No pareciera ser el caso: la actual ministra de la Casa Civil (equivale a jefe de Gabinete) y ex titular del Ministerio de Minas y Energía, es hoy una economista que abreva en los escritos de John Keynes y que es más pragmática y eficiente que dogmática e idealista.
Además de la independencia de su propia historia, Dilma tiene un segundo karma: las rígidas cadenas del petismo. La candidata presidencial recién se afilió a ese partido en 2000, luego de una larga trayectoria en el PTB (Partido Trabahalista Brasileiro, fundado por Leonel Brizola). Casi una «outsider», Dilma ha sido impuesta por Lula en el PT, un partido al que el actual presidente sabe manejar y que acata, como hizo con la designación de su «delfina», sus directivas.
La pregunta es: ¿podrá ella seguir el trazado de Lula, que hasta ahora gobernó más a la derecha que lo que postula el petismo básico? «El partido muchas veces defiende principios y cosas que el Gobierno no puede defender», dijo Lula el viernes al diario O Estado de Sao Paulo, en una entrevista en la que se dedicó a atajar penales sobre la gobernabilidad de Brasil en caso de que Dilma fuese presidenta. «No podrá salirse de la trampa del PT, al que nunca controlará», dicen en Brasilia.
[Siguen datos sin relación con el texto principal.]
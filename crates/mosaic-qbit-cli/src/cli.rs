//! Command line arguments.

use std::{path::PathBuf, time::Duration};

use clap::{Parser, Subcommand, ValueEnum};

use mosaic_qbit_client::{ClientConfig, Method};
use mosaic_qbit_types::TorrentFilter;

#[derive(Parser, Debug)]
#[command(version, about, long_about = None)]
pub(crate) struct Cli {
    /// WebUI base URL. Overrides QBIT_URL.
    #[arg(long, global = true)]
    url: Option<String>,

    /// WebUI username. Overrides QBIT_USERNAME.
    #[arg(short, long, global = true)]
    username: Option<String>,

    /// WebUI password. Overrides QBIT_PASSWORD.
    #[arg(short, long, global = true)]
    password: Option<String>,

    /// Request timeout in seconds. Overrides QBIT_TIMEOUT_SECS.
    #[arg(long, global = true)]
    timeout: Option<u64>,

    #[command(subcommand)]
    pub(crate) command: Command,
}

#[derive(Subcommand, Debug)]
pub(crate) enum Command {
    /// Print the application and WebUI API versions.
    Version,

    /// List torrents.
    List {
        /// State filter, e.g. `downloading` or `stalled_uploading`
        #[arg(short, long, value_parser = parse_filter)]
        filter: Option<TorrentFilter>,

        /// Only torrents in this category
        #[arg(short, long)]
        category: Option<String>,

        /// Only torrents with this tag
        #[arg(short, long)]
        tag: Option<String>,

        /// Sort by this field
        #[arg(short, long)]
        sort: Option<String>,

        /// Reverse the sort order
        #[arg(short, long, default_value_t = false)]
        reverse: bool,

        /// Print the raw JSON instead of a table
        #[arg(long, default_value_t = false)]
        json: bool,
    },

    /// Pause torrents. No hashes means all of them.
    Pause { hashes: Vec<String> },

    /// Resume torrents. No hashes means all of them.
    Resume { hashes: Vec<String> },

    /// Delete torrents.
    Delete {
        #[arg(required = true)]
        hashes: Vec<String>,

        /// Also delete the downloaded data
        #[arg(long, default_value_t = false)]
        delete_files: bool,
    },

    /// Add torrents from `.torrent` files and/or URLs.
    Add {
        /// Paths to `.torrent` files
        files: Vec<PathBuf>,

        /// Magnet links or HTTP URLs
        #[arg(long = "url")]
        urls: Vec<String>,

        /// Download folder
        #[arg(long)]
        save_path: Option<String>,

        /// Category for the new torrents
        #[arg(long)]
        category: Option<String>,

        /// Add in the paused state
        #[arg(long, default_value_t = false)]
        paused: bool,
    },

    /// Print global transfer statistics.
    Transfer,

    /// Call any API method by path, e.g. `raw torrents/count -m get`.
    Raw {
        /// Path below the API prefix
        path: String,

        #[arg(short, long, value_enum, default_value_t = HttpMethod::Post)]
        method: HttpMethod,

        /// Parameters as `key=value`
        #[arg(value_parser = parse_key_val)]
        params: Vec<(String, String)>,
    },
}

#[derive(Debug, Clone, Copy, ValueEnum)]
pub(crate) enum HttpMethod {
    Get,
    Post,
}

impl From<HttpMethod> for Method {
    fn from(method: HttpMethod) -> Self {
        match method {
            HttpMethod::Get => Method::Get,
            HttpMethod::Post => Method::Post,
        }
    }
}

impl Cli {
    /// Environment configuration with the command line flags applied on top.
    pub(crate) fn config(&self) -> ClientConfig {
        let mut config = ClientConfig::from_env();
        if let Some(url) = &self.url {
            config.url = url.clone();
        }
        if let Some(username) = &self.username {
            config.username = Some(username.clone());
        }
        if let Some(password) = &self.password {
            config.password = Some(password.clone());
        }
        if let Some(secs) = self.timeout {
            config.timeout = Duration::from_secs(secs);
        }
        config
    }
}

fn parse_filter(s: &str) -> Result<TorrentFilter, String> {
    serde_json::from_value(serde_json::Value::String(s.to_owned()))
        .map_err(|_| format!("unknown torrent filter `{s}`"))
}

fn parse_key_val(s: &str) -> Result<(String, String), String> {
    s.split_once('=')
        .map(|(k, v)| (k.to_owned(), v.to_owned()))
        .ok_or_else(|| format!("expected key=value, got `{s}`"))
}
Por lo tanto, y por ahora, cuanto más busque Rousseff alejarse de las directivas del PT, más deberá encadenarse a la sombra de Lula para hacerlo. Una independencia inversamente proporcional a su luladependencia. O, como dijo Dilma el sábado en su discurso de aceptación, parte de la «herencia bendita, sobre la cual construir el tercer gobierno democrático popular».
Sin embargo, Dilma tiene que convivir con algunos petistas del riñón de Lula. Como José Dirceu, su antecesor en la Casa Civil (renunció en 2005 por escándalo de sobornos en el «mensalao») y Marco Aurelio García, asesor del pre-sidente Lula en asuntos internacionales y coordinador de Dilma para su programa de gobierno.
Según la revista Veja, el tándem Lula-Dilma ya tuvo que suavizar una maniobra radicalizante de García, quien habría agregado a la plataforma electoral (llamada «La Gran Transformación»), conceptos como control de la TV por cable o mayor injerencia del Estado en la economía.